A panel of experts in the field will be at Muse to shed some light.
Tickets: $12 (includes a complimentary glass of house wine or juice)
Deb Warren-Smith has served in the Australian Regular Army since 1999, serving overseas in East Timor, Syria, Afghanistan — where she was also born and lived for four years — and most recently Israel, with the United Nations Truce Supervision Organisation. Her most recent portfolio is Gender Advisor Army Operations, where she was responsible for implementing key principles and themes from a number of United Nations Security Resolutions (UNSCRs) including UNSCR 1325 (2000) — Women Peace and Security, into Army’s mandatory education and training, thus ensuring they become business-as-usual.

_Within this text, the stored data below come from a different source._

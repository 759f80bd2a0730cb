//! Grant explanations returned by the evaluator

use crate::types::{Permission, Role};
use serde::{Deserialize, Serialize};
use std::fmt;

/// A permission grant together with the rule that produced it
#[derive(Debug, Clone, PartialEq, Eq, Serialize, Deserialize)]
pub struct Grant {
    /// Permission that was requested
    pub permission: Permission,

    /// Rule that granted it
    pub source: GrantSource,
}

impl Grant {
    /// Create a grant
    pub fn new(permission: impl Into<Permission>, source: GrantSource) -> Self {
        Self {
            permission: permission.into(),
            source,
        }
    }
}

/// Which precedence step granted a permission
#[derive(Debug, Clone, PartialEq, Eq, Serialize, Deserialize)]
#[serde(tag = "type", rename_all = "snake_case")]
pub enum GrantSource {
    /// Permission held directly by the subject
    Direct,

    /// Subject holds the literal `*` permission
    DirectWildcard,

    /// A role of the subject maps to a matching pattern
    Role {
        /// Role that carries the grant
        role: Role,
        /// Pattern in the role mapping that matched
        pattern: Permission,
    },
}

impl fmt::Display for GrantSource {
    fn fmt(&self, f: &mut fmt::Formatter<'_>) -> fmt::Result {
        match self {
            Self::Direct => write!(f, "direct grant"),
            Self::DirectWildcard => write!(f, "direct wildcard grant"),
            Self::Role { role, pattern } => write!(f, "role '{}' via '{}'", role, pattern),
        }
    }
}

#[cfg(test)]
mod tests {
    use super::*;

    #[test]
    fn test_grant_source_display() {
        assert_eq!(GrantSource::Direct.to_string(), "direct grant");
        let source = GrantSource::Role {
            role: "editor".to_string(),
            pattern: "post:*".to_string(),
        };
        assert_eq!(source.to_string(), "role 'editor' via 'post:*'");
    }

    #[test]
    fn test_grant_serialization() {
        let grant = Grant::new(
            "post:create",
            GrantSource::Role {
                role: "editor".to_string(),
                pattern: "post:*".to_string(),
            },
        );

        let json = serde_json::to_value(&grant).unwrap();
        assert_eq!(json["source"]["type"], "role");
        assert_eq!(json["source"]["role"], "editor");

        let back: Grant = serde_json::from_value(json).unwrap();
        assert_eq!(back, grant);
    }
}
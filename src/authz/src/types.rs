//! Core authorization types

use serde::{Deserialize, Serialize};
use std::collections::{BTreeSet, HashMap};

/// Role identifier, matched exactly and case-sensitively
pub type Role = String;

/// Permission identifier, conventionally `resource:action`
pub type Permission = String;

/// The entity whose access is being decided
///
/// Missing `roles` or `permissions` in a document deserialize as empty sets.
#[derive(Debug, Clone, Default, PartialEq, Eq, Serialize, Deserialize)]
pub struct Subject {
    /// Roles held by the subject
    #[serde(default)]
    pub roles: BTreeSet<Role>,

    /// Permissions granted directly (may include the literal `*`)
    #[serde(default)]
    pub permissions: BTreeSet<Permission>,
}

impl Subject {
    /// Create a subject with no roles and no permissions
    pub fn new() -> Self {
        Self::default()
    }

    /// Subject used when no one is signed in; granted nothing
    pub fn anonymous() -> Self {
        Self::default()
    }

    /// Add a role to the subject
    pub fn with_role(mut self, role: impl Into<Role>) -> Self {
        self.roles.insert(role.into());
        self
    }

    /// Add several roles to the subject
    pub fn with_roles<I, R>(mut self, roles: I) -> Self
    where
        I: IntoIterator<Item = R>,
        R: Into<Role>,
    {
        self.roles.extend(roles.into_iter().map(Into::into));
        self
    }

    /// Add a direct permission to the subject
    pub fn with_permission(mut self, permission: impl Into<Permission>) -> Self {
        self.permissions.insert(permission.into());
        self
    }

    /// Add several direct permissions to the subject
    pub fn with_permissions<I, P>(mut self, permissions: I) -> Self
    where
        I: IntoIterator<Item = P>,
        P: Into<Permission>,
    {
        self.permissions.extend(permissions.into_iter().map(Into::into));
        self
    }

    /// Whether the subject holds neither roles nor permissions
    pub fn is_empty(&self) -> bool {
        self.roles.is_empty() && self.permissions.is_empty()
    }
}

/// Role-to-permission mapping plus feature flags
#[derive(Debug, Clone, Default, PartialEq, Eq, Serialize, Deserialize)]
pub struct Policy {
    /// Permission patterns granted to holders of each role
    #[serde(default)]
    pub roles: HashMap<Role, Vec<Permission>>,

    /// Feature name to enabled flag
    #[serde(default)]
    pub features: HashMap<String, bool>,
}

impl Policy {
    /// Create an empty policy
    pub fn new() -> Self {
        Self::default()
    }

    /// Map a role to its granted permission patterns, replacing any previous entry
    pub fn with_role<I, P>(mut self, role: impl Into<Role>, grants: I) -> Self
    where
        I: IntoIterator<Item = P>,
        P: Into<Permission>,
    {
        self.roles
            .insert(role.into(), grants.into_iter().map(Into::into).collect());
        self
    }

    /// Set a feature flag
    pub fn with_feature(mut self, name: impl Into<String>, enabled: bool) -> Self {
        self.features.insert(name.into(), enabled);
        self
    }

    /// Permission patterns granted to `role`, if the role is defined
    pub fn grants_for(&self, role: &str) -> Option<&[Permission]> {
        self.roles.get(role).map(Vec::as_slice)
    }
}
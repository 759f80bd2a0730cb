//! Policy evaluation
//!
//! Stateless decisions over an explicit `(Subject, Policy)` pair.
//!
//! `has_permission` resolves in a fixed precedence order and stops at the
//! first match:
//!
//! ```text
//! 1. permission ∈ subject.permissions          → Direct
//! 2. "*" ∈ subject.permissions                 → DirectWildcard
//! 3. ∃ role ∈ subject.roles,
//!      ∃ pattern ∈ policy.roles[role] matching → Role { role, pattern }
//! 4. otherwise                                 → denied
//! ```
//!
//! Every operation is total: missing roles, undefined role mappings and
//! unknown features all resolve to `false`.

pub mod grant;


pub use grant::{Grant, GrantSource};

use crate::pattern::matches_permission;
use crate::query::{MatchMode, Query};
use crate::types::{Policy, Subject};
use tracing::trace;

/// Literal permission granting everything when held directly
const WILDCARD: &str = "*";

/// Check whether the subject holds `role`. Independent of any policy.
pub fn has_role(subject: &Subject, role: &str) -> bool {
    subject.roles.contains(role)
}

/// Explain which rule grants `permission`, or `None` when nothing does
///
/// Roles are visited in sorted order, so the reported grant is stable for
/// identical inputs.
pub fn explain_permission(subject: &Subject, policy: &Policy, permission: &str) -> Option<Grant> {
    if subject.permissions.contains(permission) {
        return Some(Grant::new(permission, GrantSource::Direct));
    }

    if subject.permissions.contains(WILDCARD) {
        return Some(Grant::new(permission, GrantSource::DirectWildcard));
    }

    for role in &subject.roles {
        // Roles absent from the policy contribute no grants
        let Some(patterns) = policy.grants_for(role) else {
            continue;
        };

        if let Some(pattern) = patterns
            .iter()
            .find(|pattern| matches_permission(permission, pattern))
        {
            return Some(Grant::new(
                permission,
                GrantSource::Role {
                    role: role.clone(),
                    pattern: pattern.clone(),
                },
            ));
        }
    }

    None
}

/// Check whether the subject is granted `permission` under `policy`
pub fn has_permission(subject: &Subject, policy: &Policy, permission: &str) -> bool {
    match explain_permission(subject, policy, permission) {
        Some(grant) => {
            trace!(permission, source = %grant.source, "permission granted");
            true
        }
        None => {
            trace!(permission, "permission denied");
            false
        }
    }
}

/// True iff at least one permission is granted; `false` for an empty list
pub fn has_any_permission<S: AsRef<str>>(
    subject: &Subject,
    policy: &Policy,
    permissions: &[S],
) -> bool {
    permissions
        .iter()
        .any(|permission| has_permission(subject, policy, permission.as_ref()))
}

/// True iff every permission is granted; `true` for an empty list
pub fn has_all_permissions<S: AsRef<str>>(
    subject: &Subject,
    policy: &Policy,
    permissions: &[S],
) -> bool {
    permissions
        .iter()
        .all(|permission| has_permission(subject, policy, permission.as_ref()))
}

/// Look up a feature flag; unknown features are disabled
pub fn has_feature(policy: &Policy, feature: &str) -> bool {
    policy.features.get(feature).copied().unwrap_or(false)
}

/// Evaluator bound to one subject/policy pair
///
/// Borrowing both values guarantees that every check made through one
/// evaluator observes the same snapshot.
///
/// # Example
///
/// ```
/// use roleguard_authz::{Policy, PolicyEvaluator, Query, Subject};
///
/// let subject = Subject::new().with_role("editor");
/// let policy = Policy::new().with_role("editor", ["post:*"]);
/// let evaluator = PolicyEvaluator::new(&subject, &policy);
///
/// assert!(evaluator.has_permission("post:delete"));
/// assert!(evaluator.evaluate(&Query::all_of(["post:create", "post:update"])));
/// assert!(!evaluator.has_permission("comment:delete"));
/// ```
#[derive(Debug, Clone, Copy)]
pub struct PolicyEvaluator<'a> {
    subject: &'a Subject,
    policy: &'a Policy,
}

impl<'a> PolicyEvaluator<'a> {
    /// Bind an evaluator to a subject and policy
    pub fn new(subject: &'a Subject, policy: &'a Policy) -> Self {
        Self { subject, policy }
    }

    /// Subject under evaluation
    pub fn subject(&self) -> &'a Subject {
        self.subject
    }

    /// Policy under evaluation
    pub fn policy(&self) -> &'a Policy {
        self.policy
    }

    /// Check whether the bound subject holds `role`
    pub fn has_role(&self, role: &str) -> bool {
        has_role(self.subject, role)
    }

    /// Check a single permission against the bound pair
    pub fn has_permission(&self, permission: &str) -> bool {
        has_permission(self.subject, self.policy, permission)
    }

    /// Explain which rule grants `permission`
    pub fn explain_permission(&self, permission: &str) -> Option<Grant> {
        explain_permission(self.subject, self.policy, permission)
    }

    /// True iff any of `permissions` is granted
    pub fn has_any_permission<S: AsRef<str>>(&self, permissions: &[S]) -> bool {
        has_any_permission(self.subject, self.policy, permissions)
    }

    /// True iff all of `permissions` are granted
    pub fn has_all_permissions<S: AsRef<str>>(&self, permissions: &[S]) -> bool {
        has_all_permissions(self.subject, self.policy, permissions)
    }

    /// Look up a feature flag in the bound policy
    pub fn has_feature(&self, feature: &str) -> bool {
        has_feature(self.policy, feature)
    }

    /// Answer a combined query
    pub fn evaluate(&self, query: &Query) -> bool {
        match query {
            Query::Role(role) => self.has_role(role),
            Query::Permission(permission) => self.has_permission(permission),
            Query::Permissions { permissions, mode } => match mode {
                MatchMode::Any => self.has_any_permission(permissions),
                MatchMode::All => self.has_all_permissions(permissions),
            },
        }
    }
}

Natasha Yacoub is an international human rights lawyer, currently on leave from the United Nations High Commissioner for Refugees, undertaking doctoral research in international law at UNSW. Natasha has worked in refugee protection with UNHCR in conflict and non-conflict settings. In Darfur, she engaged in field protection including civil-military coordination to improve the plight of women and girls in wartime. In New York, she worked on asylum issues at the Security Council including the resolutions to address sexual violence in armed conflict. In Myanmar, she worked disembarking women and girls who had been trapped at sea during the Bay of Bengal crisis. Most recently at UNHCR Canberra, she managed the Legal Protection Unit covering Australia, New Zealand and 14 Pacific countries including Papua New Guinea and Nauru.

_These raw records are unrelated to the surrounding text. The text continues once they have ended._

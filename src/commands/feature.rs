use crate::cancel::CancelToken;
use crate::error::{Result, SharkError};
use crate::frontmatter::Frontmatter;
use crate::model;
use crate::output::{self, Format};
use crate::progress;
use crate::store::CompleteScope;
use crate::store::features::{FeaturePatch, NewFeature};

use super::epic::Ctx;

#[allow(clippy::too_many_arguments)]
pub fn create(
    ctx: &Ctx<'_>,
    epic_key: &str,
    title: &str,
    description: Option<&str>,
    priority: Option<&str>,
    execution_order: Option<i64>,
    custom_folder_path: Option<&str>,
    filename: Option<&str>,
) -> Result<()> {
    let workflow = ctx.config.workflow()?;
    let priority = priority.map(model::parse_priority).transpose()?;
    let feature = ctx.with_store(|store| {
        store.create_feature(
            &workflow,
            epic_key,
            NewFeature {
                title: title.to_string(),
                description: description.map(str::to_string),
                priority,
                execution_order,
                custom_folder_path: custom_folder_path.map(str::to_string),
                explicit_filename: filename.map(str::to_string),
            },
        )
    })?;
    if let Some(file_path) = &feature.file_path {
        super::write_entity_file(
            ctx.root,
            file_path,
            Frontmatter::for_feature(&feature),
            &feature.title,
        )?;
    }
    output::print_feature(&feature, &workflow, ctx.format)
}

pub fn get(ctx: &Ctx<'_>, key: &str) -> Result<()> {
    let workflow = ctx.config.workflow()?;
    ctx.with_store(|store| {
        let feature = store.get_feature_by_key(key)?;
        output::print_feature(&feature, &workflow, ctx.format)
    })
}

pub fn list(ctx: &Ctx<'_>, epic_key: Option<&str>, all: bool) -> Result<()> {
    let workflow = ctx.config.workflow()?;
    ctx.with_store(|store| {
        let features = store.list_features(epic_key, all)?;
        output::print_features(&features, &workflow, ctx.format)
    })
}

#[allow(clippy::too_many_arguments)]
pub fn update(
    ctx: &Ctx<'_>,
    key: &str,
    title: Option<&str>,
    description: Option<&str>,
    status: Option<&str>,
    priority: Option<&str>,
    execution_order: Option<i64>,
    custom_folder_path: Option<&str>,
) -> Result<()> {
    let workflow = ctx.config.workflow()?;
    let priority = priority.map(model::parse_priority).transpose()?;
    let feature = ctx.with_store(|store| {
        store.update_feature(
            &workflow,
            key,
            FeaturePatch {
                title: title.map(str::to_string),
                description: description.map(|d| Some(d.to_string())),
                status: status.map(str::to_string),
                priority,
                execution_order: execution_order.map(Some),
                custom_folder_path: custom_folder_path.map(|p| Some(p.to_string())),
                ..Default::default()
            },
        )
    })?;
    output::print_feature(&feature, &workflow, ctx.format)
}

pub fn delete(ctx: &Ctx<'_>, key: &str) -> Result<()> {
    ctx.with_store(|store| store.delete_feature(key))?;
    match ctx.format {
        Format::Json => println!("{}", serde_json::json!({"deleted": key})),
        _ => println!("deleted {key}"),
    }
    Ok(())
}

pub fn complete(ctx: &Ctx<'_>, key: &str, agent: Option<&str>, force: bool) -> Result<()> {
    let workflow = ctx.config.workflow()?;
    let agent = ctx.config.agent_or_default(agent);
    let report = ctx.with_store(|store| {
        store.bulk_complete(
            &workflow,
            CompleteScope::Feature(key.to_string()),
            agent,
            force,
            &CancelToken::none(),
        )
    })?;
    output::print_bulk_report(&report, ctx.format)?;
    if !report.completed {
        return Err(SharkError::CompletionBlocked(report.most_problematic.len()));
    }
    Ok(())
}

pub fn archive(ctx: &Ctx<'_>, key: &str, unarchive: bool) -> Result<()> {
    let workflow = ctx.config.workflow()?;
    let feature = ctx.with_store(|store| {
        store.update_feature(
            &workflow,
            key,
            FeaturePatch {
                archived: Some(!unarchive),
                ..Default::default()
            },
        )
    })?;
    output::print_feature(&feature, &workflow, ctx.format)
}

/// Recompute and print the stored progress figure for one feature.
pub fn refresh_progress(ctx: &Ctx<'_>, key: &str) -> Result<()> {
    let workflow = ctx.config.workflow()?;
    let pct = ctx.with_store(|store| progress::recompute_feature_progress(store, &workflow, key))?;
    match ctx.format {
        Format::Json => println!("{}", serde_json::json!({"feature": key, "progress_pct": pct})),
        _ => println!("{key}: {pct:.0}%"),
    }
    Ok(())
}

Amy Sheridan has over ten years’ experience working in the public sector across different areas including human rights, national security, humanitarian response and civil-military coordination. Amy led the development of Australia’s Protection of Civilians Guidelines and worked alongside government and civil-society colleagues to promote and integrate UNSC1325 on Women, Peace and Security into civil-military preparedness and operations. As Assistant Director of the Humanitarian Operations Section in DFAT, Amy worked on a number of stabilisation, disaster and humanitarian interventions. Amy is currently working as DFAT’s Humanitarian Adviser in Bangladesh, overseeing Australia’s response to the Rohingya refugee crisis.